ATTACHMENT I — GENERAL RELEASE

You must sign and not rescind the General Release in order to qualify for any severance benefit. Please read this attachment carefully, and consult with an attorney and/or any other advisor of your choice prior to signing the General Release. In summary, by signing the General Release, you waive all legal claims against Zimmer and its affiliates through the date of your signing, to the fullest extent permitted by law. Certain rights under the Zimmer Holdings, Inc. 2006 and 2009 Stock Incentive Plans, if applicable, are also contingent upon your executing the General Release. You have 21 calendar days from the date of this letter to review, consider, sign and return the General Release, and 7 calendar days thereafter to revoke your signature. Should you revoke the General Release within the time allowed, you will forego any severance benefits as well as any unvested Zimmer Holdings, Inc. 2006 and 2009 Stock Incentive Plan stock options.

OUTPLACEMENT SERVICES

Zimmer will provide you with certain outplacement services to assist you in transitioning to other employment, in an amount not to exceed $25,000. The services will be provided by Right Management. You may contact Right Management at ###-###-#### or via email at ***@***. If you prefer to use a different resource, subject to your signing and not timely rescinding the attached General Release, Zimmer will make an exception to its policy and either pay on your behalf or reimburse you for up to $25,000 in outplacement services expense that you incur within six months of your separation date from Zimmer. Any such payment or reimbursement will be reported as taxable income to you and will be subject to applicable tax withholdings.
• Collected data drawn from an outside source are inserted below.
//! Per-answer evaluation

use super::types::{EvaluatorReply, FeedbackRecord};
use crate::llm::{ModelCaller, Parsed, parser};
use crate::{Error, Result};

/// Scores one answer through the model chain
#[derive(Debug, Clone)]
pub struct FeedbackService {
    caller: ModelCaller,
}

impl FeedbackService {
    #[must_use]
    pub const fn new(caller: ModelCaller) -> Self {
        Self { caller }
    }

    /// Evaluate `answer` to `question` for a candidate of `role` and `experience`
    ///
    /// Unparseable model output yields [`FeedbackRecord::fallback`] tagged
    /// with the model that produced it.
    ///
    /// # Errors
    ///
    /// Returns [`Error::Validation`] if any input is blank, or
    /// [`Error::AllModelsExhausted`] if no model responded
    pub async fn evaluate(
        &self,
        question: &str,
        answer: &str,
        role: &str,
        experience: &str,
    ) -> Result<FeedbackRecord> {
        for (field, value) in [
            ("question", question),
            ("answer", answer),
            ("role", role),
            ("experience", experience),
        ] {
            if value.trim().is_empty() {
                return Err(Error::Validation(format!("{field} is required")));
            }
        }

        let prompt = evaluation_prompt(question, answer, role, experience);
        let response = self.caller.call(&prompt).await?;

        let mut record = match parser::parse_or(&response.text, EvaluatorReply::fallback) {
            Parsed::Structured(reply) => FeedbackRecord::from(reply),
            Parsed::Fallback(_) => {
                tracing::warn!(
                    model = %response.model_used,
                    "feedback unparseable, using default record"
                );
                FeedbackRecord::fallback()
            }
        };
        record.model_used = Some(response.model_used);
        tracing::info!(
            score = record.score,
            model = ?record.model_used,
            fallback = record.fallback,
            "answer evaluated"
        );
        Ok(record)
    }
}

fn evaluation_prompt(question: &str, answer: &str, role: &str, experience: &str) -> String {
    format!(
        r#"You are a strict technical interview evaluator.

Role: {role}
Experience Level: {experience}

Interview Question:
{question}

Candidate Answer:
{answer}

Evaluate the answer and respond in STRICT JSON ONLY.

Format:
{{
  "score": number (0-10),
  "strengths": "what was done well",
  "improvements": "what can be improved",
  "idealAnswerHint": "brief hint of a strong answer"
}}

IMPORTANT RULES:
- Do NOT include markdown
- Do NOT include explanation text
- ONLY valid JSON
"#
    )
}

#[cfg(test)]
mod tests {
    use super::*;

    #[test]
    fn test_prompt_embeds_inputs() {
        let prompt = evaluation_prompt(
            "What is a closure?",
            "A function with captured state.",
            "Backend Engineer",
            "2 years",
        );
        assert!(prompt.contains("Role: Backend Engineer"));
        assert!(prompt.contains("Experience Level: 2 years"));
        assert!(prompt.contains("Interview Question:\nWhat is a closure?"));
        assert!(prompt.contains("Candidate Answer:\nA function with captured state."));
        assert!(prompt.contains("\"idealAnswerHint\""));
    }

    #[test]
    fn test_prompt_is_deterministic() {
        let a = evaluation_prompt("q", "a", "r", "e");
        let b = evaluation_prompt("q", "a", "r", "e");
        assert_eq!(a, b);
    }
}
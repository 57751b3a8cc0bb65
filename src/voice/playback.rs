//! Audio playback to speakers

use std::io::Cursor;
use std::sync::Arc;
use std::sync::atomic::{AtomicBool, AtomicUsize, Ordering};
use std::time::{Duration, Instant};

use cpal::traits::{DeviceTrait, HostTrait, StreamTrait};
use cpal::{SampleRate, StreamConfig};

use super::speech::CancelFlag;
use crate::{Error, Result};

/// Sample rate for playback (matches common TTS output)
const PLAYBACK_SAMPLE_RATE: u32 = 24000;

/// Plays audio to the default output device
pub struct AudioPlayback {
    config: StreamConfig,
}

impl AudioPlayback {
    /// Open the default output device
    ///
    /// # Errors
    ///
    /// Returns error if audio device cannot be opened
    pub fn new() -> Result<Self> {
        let device = default_output()?;

        let supports = |c: &cpal::SupportedStreamConfigRange, channels: u16| {
            c.channels() == channels
                && c.min_sample_rate() <= SampleRate(PLAYBACK_SAMPLE_RATE)
                && c.max_sample_rate() >= SampleRate(PLAYBACK_SAMPLE_RATE)
        };

        let supported_config = device
            .supported_output_configs()
            .map_err(|e| Error::Audio(e.to_string()))?
            .find(|c| supports(c, 1))
            .or_else(|| {
                // Fallback: try stereo
                device
                    .supported_output_configs()
                    .ok()?
                    .find(|c| supports(c, 2))
            })
            .ok_or_else(|| Error::Audio("no suitable output config found".to_string()))?;

        let config = supported_config
            .with_sample_rate(SampleRate(PLAYBACK_SAMPLE_RATE))
            .config();

        tracing::debug!(
            device = device.name().unwrap_or_default(),
            sample_rate = PLAYBACK_SAMPLE_RATE,
            channels = config.channels,
            "audio playback initialized"
        );

        Ok(Self { config })
    }

    /// Decode MP3 bytes and play them, blocking until done or cancelled
    ///
    /// # Errors
    ///
    /// Returns error if decoding or playback fails
    pub fn play_mp3_blocking(&self, mp3_data: &[u8], cancel: &CancelFlag) -> Result<()> {
        let samples = decode_mp3(mp3_data)?;
        self.play_blocking(samples, cancel)
    }

    /// Play mono f32 samples, blocking until done or cancelled
    ///
    /// # Errors
    ///
    /// Returns error if the output stream cannot be built or started
    pub fn play_blocking(&self, samples: Vec<f32>, cancel: &CancelFlag) -> Result<()> {
        if samples.is_empty() || cancel.is_cancelled() {
            return Ok(());
        }

        let device = default_output()?;
        let channels = usize::from(self.config.channels);
        let sample_count = samples.len();

        let samples = Arc::new(samples);
        let position = Arc::new(AtomicUsize::new(0));
        let finished = Arc::new(AtomicBool::new(false));

        let stream = {
            let samples = Arc::clone(&samples);
            let position = Arc::clone(&position);
            let finished = Arc::clone(&finished);
            let cancel = cancel.clone();

            device
                .build_output_stream(
                    &self.config,
                    move |data: &mut [f32], _: &cpal::OutputCallbackInfo| {
                        // Cancellation takes effect at the next output buffer
                        let cancelled = cancel.is_cancelled();
                        let mut pos = position.load(Ordering::Relaxed);

                        for frame in data.chunks_mut(channels) {
                            let sample = match samples.get(pos) {
                                Some(&s) if !cancelled => {
                                    pos += 1;
                                    s
                                }
                                _ => {
                                    finished.store(true, Ordering::Release);
                                    0.0
                                }
                            };
                            frame.fill(sample);
                        }

                        position.store(pos, Ordering::Relaxed);
                    },
                    |err| {
                        tracing::error!(error = %err, "audio playback error");
                    },
                    None,
                )
                .map_err(|e| Error::Audio(e.to_string()))?
        };

        stream.play().map_err(|e| Error::Audio(e.to_string()))?;

        let duration_ms = (sample_count as u64 * 1000) / u64::from(PLAYBACK_SAMPLE_RATE);
        let timeout = Duration::from_millis(duration_ms + 500);
        let start = Instant::now();

        while !finished.load(Ordering::Acquire) && !cancel.is_cancelled() {
            if start.elapsed() > timeout {
                break;
            }
            std::thread::sleep(Duration::from_millis(50));
        }

        if !cancel.is_cancelled() {
            // Let the device drain its last buffer
            std::thread::sleep(Duration::from_millis(100));
        }

        drop(stream);
        tracing::debug!(
            samples = sample_count,
            cancelled = cancel.is_cancelled(),
            "playback complete"
        );

        Ok(())
    }
}

fn default_output() -> Result<cpal::Device> {
    cpal::default_host()
        .default_output_device()
        .ok_or_else(|| Error::Audio("no output device available".to_string()))
}

/// Decode MP3 bytes to mono f32 samples
fn decode_mp3(mp3_data: &[u8]) -> Result<Vec<f32>> {
    let mut decoder = minimp3::Decoder::new(Cursor::new(mp3_data));
    let mut samples = Vec::new();

    loop {
        match decoder.next_frame() {
            Ok(frame) => {
                if frame.channels == 2 {
                    // Stereo: average channels
                    samples.extend(frame.data.chunks(2).map(|chunk| {
                        let left = f32::from(chunk[0]) / 32768.0;
                        let right = f32::from(chunk.get(1).copied().unwrap_or(chunk[0])) / 32768.0;
                        f32::midpoint(left, right)
                    }));
                } else {
                    samples.extend(frame.data.iter().map(|&s| f32::from(s) / 32768.0));
                }
            }
            Err(minimp3::Error::Eof) => break,
            Err(e) => return Err(Error::Audio(format!("MP3 decode error: {e}"))),
        }
    }

    Ok(samples)
}
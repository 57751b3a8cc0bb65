//! Lines spoken by the interviewer

use super::types::InterviewContext;

pub const ACKNOWLEDGEMENT: &str = "Thank you. Let me evaluate your answer.";

pub const FEEDBACK_INTRO: &str = "Here is your feedback.";

pub const FEEDBACK_UNAVAILABLE: &str =
    "Feedback is unavailable for this answer right now. Let's continue.";

pub const CLOSING: &str =
    "Excellent work! Your interview is now complete. Please review your detailed feedback below.";

#[must_use]
pub fn greeting(context: &InterviewContext) -> String {
    format!(
        "Hello {}, welcome to your {} interview. I'll be your interviewer today. Let's begin.",
        context.candidate_name, context.role
    )
}

/// `index` is zero-based; the spoken number is one-based
#[must_use]
pub fn question(index: usize, text: &str) -> String {
    format!("Question {}. {text}", index + 1)
}

#[cfg(test)]
mod tests {
    use super::*;

    #[test]
    fn test_lines() {
        let context = InterviewContext {
            candidate_name: "Ada".to_string(),
            role: "Backend Engineer".to_string(),
            experience_level: "2 years".to_string(),
        };
        assert_eq!(
            greeting(&context),
            "Hello Ada, welcome to your Backend Engineer interview. I'll be your interviewer today. Let's begin."
        );
        assert_eq!(question(0, "What is a closure?"), "Question 1. What is a closure?");
    }
}
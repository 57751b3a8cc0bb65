//! Microphone capture and WAV encoding

#[cfg(feature = "audio")]
use std::sync::{Arc, Mutex};

#[cfg(feature = "audio")]
use cpal::traits::{DeviceTrait, HostTrait, StreamTrait};
#[cfg(feature = "audio")]
use cpal::{SampleRate, Stream, StreamConfig};

use crate::{Error, Result};

/// Sample rate for audio capture (16kHz for speech)
pub const SAMPLE_RATE: u32 = 16000;

/// Captures audio from the default input device
#[cfg(feature = "audio")]
pub struct AudioCapture {
    config: StreamConfig,
    buffer: Arc<Mutex<Vec<f32>>>,
    stream: Option<Stream>,
}

#[cfg(feature = "audio")]
impl AudioCapture {
    /// Open the default input device at [`SAMPLE_RATE`], mono
    ///
    /// # Errors
    ///
    /// Returns error if audio device cannot be opened
    pub fn new() -> Result<Self> {
        let device = default_input()?;

        let supported_config = device
            .supported_input_configs()
            .map_err(|e| Error::Audio(e.to_string()))?
            .find(|c| {
                c.channels() == 1
                    && c.min_sample_rate() <= SampleRate(SAMPLE_RATE)
                    && c.max_sample_rate() >= SampleRate(SAMPLE_RATE)
            })
            .ok_or_else(|| Error::Audio("no suitable audio config found".to_string()))?;

        let config = supported_config
            .with_sample_rate(SampleRate(SAMPLE_RATE))
            .config();

        tracing::debug!(
            device = device.name().unwrap_or_default(),
            sample_rate = SAMPLE_RATE,
            "audio capture initialized"
        );

        Ok(Self {
            config,
            buffer: Arc::new(Mutex::new(Vec::new())),
            stream: None,
        })
    }

    /// Start capturing audio
    ///
    /// # Errors
    ///
    /// Returns error if the input stream cannot be built or started
    pub fn start(&mut self) -> Result<()> {
        if self.stream.is_some() {
            return Ok(());
        }

        let buffer = Arc::clone(&self.buffer);
        let device = default_input()?;

        let stream = device
            .build_input_stream(
                &self.config,
                move |data: &[f32], _: &cpal::InputCallbackInfo| {
                    if let Ok(mut buf) = buffer.lock() {
                        buf.extend_from_slice(data);
                    }
                },
                |err| {
                    tracing::error!(error = %err, "audio capture error");
                },
                None,
            )
            .map_err(|e| Error::Audio(e.to_string()))?;

        stream.play().map_err(|e| Error::Audio(e.to_string()))?;
        self.stream = Some(stream);

        tracing::debug!("audio capture started");
        Ok(())
    }

    /// Stop capturing audio
    pub fn stop(&mut self) {
        if self.stream.take().is_some() {
            tracing::debug!("audio capture stopped");
        }
    }

    /// Samples captured since the last call
    #[must_use]
    pub fn take_buffer(&self) -> Vec<f32> {
        self.buffer
            .lock()
            .map(|mut buf| std::mem::take(&mut *buf))
            .unwrap_or_default()
    }

    /// Check if currently capturing
    #[must_use]
    pub const fn is_capturing(&self) -> bool {
        self.stream.is_some()
    }
}

#[cfg(feature = "audio")]
fn default_input() -> Result<cpal::Device> {
    cpal::default_host()
        .default_input_device()
        .ok_or_else(|| Error::Audio("no input device available".to_string()))
}

/// Convert f32 samples to WAV bytes for STT APIs
///
/// # Errors
///
/// Returns error if WAV encoding fails
pub fn samples_to_wav(samples: &[f32], sample_rate: u32) -> Result<Vec<u8>> {
    let spec = hound::WavSpec {
        channels: 1,
        sample_rate,
        bits_per_sample: 16,
        sample_format: hound::SampleFormat::Int,
    };

    let mut cursor = std::io::Cursor::new(Vec::new());
    {
        let mut writer =
            hound::WavWriter::new(&mut cursor, spec).map_err(|e| Error::Audio(e.to_string()))?;

        for &sample in samples {
            #[allow(clippy::cast_possible_truncation)]
            let sample_i16 = (sample * 32767.0).clamp(-32768.0, 32767.0) as i16;
            writer
                .write_sample(sample_i16)
                .map_err(|e| Error::Audio(e.to_string()))?;
        }

        writer.finalize().map_err(|e| Error::Audio(e.to_string()))?;
    }

    Ok(cursor.into_inner())
}
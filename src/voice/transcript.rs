//! Running transcript assembled from recognition events

/// One recognition hypothesis
#[derive(Debug, Clone, PartialEq, Eq)]
pub struct TranscriptSegment {
    pub text: String,
    pub is_final: bool,
}

impl TranscriptSegment {
    #[must_use]
    pub fn interim(text: impl Into<String>) -> Self {
        Self {
            text: text.into(),
            is_final: false,
        }
    }

    #[must_use]
    pub fn finalized(text: impl Into<String>) -> Self {
        Self {
            text: text.into(),
            is_final: true,
        }
    }
}

/// A batch of results from a recognizer
///
/// `results` is the recognizer's full result list for the current session;
/// only entries at `result_index` and later are new.
#[derive(Debug, Clone, PartialEq, Eq)]
pub struct RecognitionEvent {
    pub result_index: usize,
    pub results: Vec<TranscriptSegment>,
}

impl RecognitionEvent {
    /// Event carrying a single new segment
    #[must_use]
    pub fn single(segment: TranscriptSegment) -> Self {
        Self {
            result_index: 0,
            results: vec![segment],
        }
    }
}

/// Finalized answer text plus the latest interim hypothesis
#[derive(Debug, Clone, Default, PartialEq, Eq)]
pub struct TranscriptBuffer {
    finalized: String,
    interim: String,
}

impl TranscriptBuffer {
    #[must_use]
    pub fn new() -> Self {
        Self::default()
    }

    /// Fold one recognition event into the buffer
    ///
    /// Final results are appended to the answer and clear the interim buffer.
    /// Otherwise the interim buffer is replaced by the event's hypotheses.
    pub fn apply(&mut self, event: &RecognitionEvent) {
        let mut final_text = String::new();
        let mut interim_text = String::new();

        for segment in event.results.iter().skip(event.result_index) {
            if segment.is_final {
                final_text.push_str(&segment.text);
                final_text.push(' ');
            } else {
                interim_text.push_str(&segment.text);
            }
        }

        if final_text.is_empty() {
            self.interim = interim_text;
        } else {
            self.finalized = format!("{} {}", self.finalized, final_text)
                .trim()
                .to_string();
            self.interim.clear();
        }
    }

    /// Text finalized so far
    #[must_use]
    pub fn finalized(&self) -> &str {
        &self.finalized
    }

    /// Latest interim hypothesis
    #[must_use]
    pub fn interim(&self) -> &str {
        &self.interim
    }

    /// The answer as it stands: finalized text plus trailing interim, trimmed
    #[must_use]
    pub fn answer(&self) -> String {
        format!("{} {}", self.finalized, self.interim)
            .trim()
            .to_string()
    }

    /// Whether the answer has any non-whitespace content
    #[must_use]
    pub fn is_empty(&self) -> bool {
        self.finalized.trim().is_empty() && self.interim.trim().is_empty()
    }

    pub fn clear(&mut self) {
        self.finalized.clear();
        self.interim.clear();
    }
}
ATTACHMENT II — VACATION PAY SUMMARY

You will receive payment for any unused and earned vacation. If applicable, payment will be made in a lump sum as soon as administratively feasible following your separation date in accordance with applicable state law.

ATTACHMENT III — TERMINATION OF BENEFIT COVERAGES

Group medical, dental and vision benefits, if applicable, end as of 11:59 p.m. on the last calendar day of the month during which your employment terminates. All other benefits terminate as of 11:59 p.m. on your last day of employment. If you have elected a flexible spending account (FSA), expenses incurred after your last day of active employment are not reimbursable from your FSA unless you are eligible for and timely elect applicable COBRA coverage. Shortly following your termination date, detailed information concerning medical care continuation options that are available to you as a result of your termination of employment will be mailed to your home, as provided by the Consolidated Omnibus Budget Reconciliation Act of 1985 (“COBRA”). Attachment III sets forth a summary of COBRA premiums, which are subject to change.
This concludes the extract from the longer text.